THE TASK
Retype all of the records precisely.

EXTRACTED INFORMATION
--- --- ---
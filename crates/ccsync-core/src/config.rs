// ── Runtime connection configuration ──
//
// These types describe *how* to reach a controller and how patiently to
// wait on it. They carry credential data and tuning, but never touch disk.
// The CLI constructs a `ControllerConfig` and hands it in.

use std::path::PathBuf;
use std::time::Duration;

use secrecy::SecretString;
use url::Url;

/// TLS verification strategy.
#[derive(Debug, Clone, Default, PartialEq, Eq)]
pub enum TlsVerification {
    /// System CA store (strict).
    SystemDefaults,
    /// Custom CA certificate file.
    CustomCa(PathBuf),
    /// Skip verification (self-signed certs). Default for lab controllers.
    #[default]
    DangerAcceptInvalid,
}

/// Polling cadence for asynchronous controller tasks.
#[derive(Debug, Clone, Copy, PartialEq, Eq)]
pub struct TaskPolicy {
    /// First poll delay; doubles on every poll up to `max_interval`.
    pub initial_interval: Duration,
    pub max_interval: Duration,
    /// Give up waiting on a single task after this long.
    pub timeout: Duration,
    /// Consecutive failed status polls tolerated before giving up on a task.
    pub max_transient_retries: u32,
}

impl Default for TaskPolicy {
    fn default() -> Self {
        Self {
            initial_interval: Duration::from_secs(2),
            max_interval: Duration::from_secs(10),
            timeout: Duration::from_secs(600),
            max_transient_retries: 3,
        }
    }
}

/// Token lifetime and request retry tuning.
#[derive(Debug, Clone, Copy, PartialEq, Eq)]
pub struct SessionPolicy {
    /// Consecutive login attempts before the run is aborted.
    pub max_auth_attempts: u32,
    /// Tokens are refreshed proactively after this long.
    pub token_ttl: Duration,
    /// Retries for transient request failures.
    pub max_transient_retries: u32,
    pub retry_initial: Duration,
    pub retry_max: Duration,
}

impl Default for SessionPolicy {
    fn default() -> Self {
        Self {
            max_auth_attempts: 3,
            // Catalyst Center tokens are valid for one hour.
            token_ttl: Duration::from_secs(55 * 60),
            max_transient_retries: 3,
            retry_initial: Duration::from_secs(1),
            retry_max: Duration::from_secs(8),
        }
    }
}

/// Configuration for talking to a single controller.
///
/// Built by the CLI, passed to `Controller` -- core never reads config files.
#[derive(Debug, Clone)]
pub struct ControllerConfig {
    /// Controller root URL (e.g., `https://10.10.20.85`).
    pub url: Url,
    pub username: String,
    pub password: SecretString,
    /// TLS verification strategy.
    pub tls: TlsVerification,
    /// Per-request timeout.
    pub timeout: Duration,
    pub tasks: TaskPolicy,
    pub session: SessionPolicy,
}

impl ControllerConfig {
    pub fn new(url: Url, username: impl Into<String>, password: SecretString) -> Self {
        Self {
            url,
            username: username.into(),
            password,
            tls: TlsVerification::default(),
            timeout: Duration::from_secs(30),
            tasks: TaskPolicy::default(),
            session: SessionPolicy::default(),
        }
    }
}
--- --- ---
WRITTEN RESPONSE
filename crates/ccsync-core/src/config.rs
// ── Runtime connection configuration ──
//
// These types describe *how* to reach a controller and how patiently to
// wait on it. They carry credential data and tuning, but never touch disk.
// The CLI constructs a `ControllerConfig` and hands it in.

use std::path::PathBuf;
use std::time::Duration;

use secrecy::SecretString;
use url::Url;

/// TLS verification strategy.
#[derive(Debug, Clone, Default, PartialEq, Eq)]
pub enum TlsVerification {
    /// System CA store (strict).
    SystemDefaults,
    /// Custom CA certificate file.
    CustomCa(PathBuf),
    /// Skip verification (self-signed certs). Default for lab controllers.
    #[default]
    DangerAcceptInvalid,
}

/// Polling cadence for asynchronous controller tasks.
#[derive(Debug, Clone, Copy, PartialEq, Eq)]
pub struct TaskPolicy {
    /// First poll delay; doubles on every poll up to `max_interval`.
    pub initial_interval: Duration,
    pub max_interval: Duration,
    /// Give up waiting on a single task after this long.
    pub timeout: Duration,
    /// Consecutive failed status polls tolerated before giving up on a task.
    pub max_transient_retries: u32,
}

impl Default for TaskPolicy {
    fn default() -> Self {
        Self {
            initial_interval: Duration::from_secs(2),
            max_interval: Duration::from_secs(10),
            timeout: Duration::from_secs(600),
            max_transient_retries: 3,
        }
    }
}

/// Token lifetime and request retry tuning.
#[derive(Debug, Clone, Copy, PartialEq, Eq)]
pub struct SessionPolicy {
    /// Consecutive login attempts before the run is aborted.
    pub max_auth_attempts: u32,
    /// Tokens are refreshed proactively after this long.
    pub token_ttl: Duration,
    /// Retries for transient request failures.
    pub max_transient_retries: u32,
    pub retry_initial: Duration,
    pub retry_max: Duration,
}

impl Default for SessionPolicy {
    fn default() -> Self {
        Self {
            max_auth_attempts: 3,
            // Catalyst Center tokens are valid for one hour.
            token_ttl: Duration::from_secs(55 * 60),
            max_transient_retries: 3,
            retry_initial: Duration::from_secs(1),
            retry_max: Duration::from_secs(8),
        }
    }
}

/// Configuration for talking to a single controller.
///
/// Built by the CLI, passed to `Controller` -- core never reads config files.
#[derive(Debug, Clone)]
pub struct ControllerConfig {
    /// Controller root URL (e.g., `https://10.10.20.85`).
    pub url: Url,
    pub username: String,
    pub password: SecretString,
    /// TLS verification strategy.
    pub tls: TlsVerification,
    /// Per-request timeout.
    pub timeout: Duration,
    pub tasks: TaskPolicy,
    pub session: SessionPolicy,
}

impl ControllerConfig {
    pub fn new(url: Url, username: impl Into<String>, password: SecretString) -> Self {
        Self {
            url,
            username: username.into(),
            password,
            tls: TlsVerification::default(),
            timeout: Duration::from_secs(30),
            tasks: TaskPolicy::default(),
            session: SessionPolicy::default(),
        }
    }
}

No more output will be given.